Anna Kaczmarska meldete sich zur Arbeit in der ‚Krankenbaracke‘ des ‚Zigeunerlager‘ in Auschwitz-Birkenau. Dort begegnete ihr der wohl berüchtigste Arzt von Auschwitz, Dr. Josef Mengele. Er kam jeden Tag in das so genannte Zigeunerlager in Birkenau, wo er unerträglich fürchterlich seine Menschenversuche durchführte. Dr. Mengele hatte Hanka nachhaltig beeindruckt. Sie beschrieb ihn als stolz und selbstsicher, als eine gepflegte, gut aussehende Erscheinung. Wir Zuhörerinnen und Zuhörer zuckten unter diesem Tabubruch zusammen – für sie war es nichts weiter als eine Feststellung. Anna Kaczmarska arbeitete als Pflegerin im Krankenbau vor allem mit Kindern. Eine ihrer schlimmsten Aufgaben bestand darin, die Toten aus dem Block zu schleppen. Für einige wenige Tage kam sie noch einmal in den benachbarten Abschnitt des Lagers zurück, ins Frauenlager von Birkenau. Das war nach der Auflösung des sogenannten Zigeunerlagers im August 1944. Nachdem man in der Nacht die verbliebenen etwa 2800 Menschen in den Gaskammern ermordet hatte.

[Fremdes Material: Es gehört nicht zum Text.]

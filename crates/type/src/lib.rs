// SPDX-License-Identifier: MIT
// Copyright (c) 2025 ReifyDB

#![cfg_attr(not(debug_assertions), deny(warnings))]

pub mod error;
pub mod util;
pub mod value;

pub use error::{Error, Result};
pub use value::{Blob, Date, FieldType, Int96, OrderedF32, OrderedF64, TypedValue, Value};
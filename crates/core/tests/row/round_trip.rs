// SPDX-License-Identifier: MIT
// Copyright (c) 2025 ReifyDB

use memkey_core::{FieldType, KeyEncoder, Value};
use memkey_testing::{cross_rows, nullable_schema_of, schema_of};

#[test]
fn test_round_trip_every_type() {
	let encoder = KeyEncoder::default();
	for ty in FieldType::ALL {
		for schema in [schema_of(&[ty]), nullable_schema_of(&[ty])] {
			let width = encoder.byte_width(&schema).unwrap() as usize;
			for row in cross_rows(&schema) {
				let key = encoder.encode(&schema, &row).unwrap();
				assert_eq!(key.len(), width);
				assert_eq!(encoder.decode(&key, &schema).unwrap(), row, "{ty}: {key}");
			}
		}
	}
}

#[test]
fn test_round_trip_mixed_row() {
	let encoder = KeyEncoder::default();
	let schema = nullable_schema_of(&[FieldType::Int96, FieldType::String, FieldType::Float32, FieldType::Boolean]);
	for row in cross_rows(&schema).into_iter().step_by(7) {
		let key = encoder.encode(&schema, &row).unwrap();
		assert_eq!(encoder.decode(&key, &schema).unwrap(), row);
	}
}

#[test]
fn test_negative_zero_round_trips_as_zero() {
	let encoder = KeyEncoder::default();
	let schema = schema_of(&[FieldType::Float64, FieldType::Float32]);

	let mut negative = schema.allocate();
	negative.set_f64(0, -0.0).unwrap();
	negative.set_f32(1, -0.0).unwrap();

	let mut positive = schema.allocate();
	positive.set_f64(0, 0.0).unwrap();
	positive.set_f32(1, 0.0).unwrap();

	let key = encoder.encode(&schema, &negative).unwrap();
	assert_eq!(key, encoder.encode(&schema, &positive).unwrap());

	let decoded = encoder.decode(&key, &schema).unwrap();
	assert_eq!(decoded, positive);
	assert_eq!(decoded.get(0), Some(&Value::float64(0.0).unwrap()));
	assert!(decoded.try_get_f64(0).is_some_and(|v| v.is_sign_positive()));
}

#[test]
fn test_decode_wrong_length() {
	let encoder = KeyEncoder::default();
	let schema = schema_of(&[FieldType::Int64]);
	assert!(encoder.decode(&[0x80; 7], &schema).is_err());
	assert!(encoder.decode(&[0x80; 9], &schema).is_err());
}
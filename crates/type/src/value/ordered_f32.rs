// SPDX-License-Identifier: MIT
// Copyright (c) 2025 ReifyDB

use std::{
	cmp::Ordering,
	fmt::{self, Display, Formatter},
	hash::{Hash, Hasher},
	ops::Deref,
};

use serde::{Deserialize, Deserializer, Serialize, Serializer, de};

use crate::Error;

/// A 4-byte float that is never NaN and never negative zero, which makes it
/// totally ordered and hashable.
#[repr(transparent)]
#[derive(Debug, Copy, Clone, Default)]
pub struct OrderedF32(f32);

impl OrderedF32 {
	pub fn value(&self) -> f32 {
		self.0
	}
}

impl Deref for OrderedF32 {
	type Target = f32;

	fn deref(&self) -> &Self::Target {
		&self.0
	}
}

impl Display for OrderedF32 {
	fn fmt(&self, f: &mut Formatter<'_>) -> fmt::Result {
		Display::fmt(&self.0, f)
	}
}

impl PartialEq for OrderedF32 {
	fn eq(&self, other: &Self) -> bool {
		self.0.to_bits() == other.0.to_bits()
	}
}

impl Eq for OrderedF32 {}

impl PartialOrd for OrderedF32 {
	fn partial_cmp(&self, other: &Self) -> Option<Ordering> {
		Some(self.cmp(other))
	}
}

impl Ord for OrderedF32 {
	fn cmp(&self, other: &Self) -> Ordering {
		self.0.total_cmp(&other.0)
	}
}

impl Hash for OrderedF32 {
	fn hash<H: Hasher>(&self, state: &mut H) {
		self.0.to_bits().hash(state);
	}
}

impl From<OrderedF32> for f32 {
	fn from(v: OrderedF32) -> Self {
		v.0
	}
}

impl TryFrom<f32> for OrderedF32 {
	type Error = Error;

	fn try_from(f: f32) -> Result<Self, Self::Error> {
		if f.is_nan() {
			return Err(Error::InvalidFloat);
		}
		let normalized = if f == 0.0 {
			0.0
		} else {
			f
		};
		Ok(OrderedF32(normalized))
	}
}

impl Serialize for OrderedF32 {
	fn serialize<S: Serializer>(&self, serializer: S) -> Result<S::Ok, S::Error> {
		serializer.serialize_f32(self.0)
	}
}

impl<'de> Deserialize<'de> for OrderedF32 {
	fn deserialize<D: Deserializer<'de>>(deserializer: D) -> Result<Self, D::Error> {
		let f = f32::deserialize(deserializer)?;
		OrderedF32::try_from(f).map_err(de::Error::custom)
	}
}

Für Anna Kaczmarska folgte nun eine monatelange Irrfahrt durch Westeuropa. Parallel zum Kriegsverlauf und dem häufigen Einsatz von Häftlingen in der deutschen Rüstungsindustrie wurde sie im August 1944 für zwei Wochen zur Arbeit in einer Munitionsfabrik in die Nähe von Paris verlegt. Danach ging es zurück in den Osten. Drei Monate verbrachte sie im Frauenkonzentrationslager Ravensbrück, damals hausten sie auf Feldern unter offenem Himmel. Schliesslich wurde sie zur Demontage von Flugzeugteilen nach Berlin gebracht. Bis sich die Front soweit genähert hatte, dass die Gefahr ihrer Befreiung den Nationalsozialisten zu groß wurde. Man schickte sie auf den, Todesmarsch’. Auf diesem Marsch schließlich wurde sie von der die Roten Armee befreit. Endlich konnte sie, die damals 20-Jährige, zurück nach Hause.
Als Zeugin reiste sie mehrfach zu Gerichtsprozessen gegen SS-Täter nach Deutschland.
Anna Kaczmarska verstarb Anfang der 2000er Jahre in Krakau.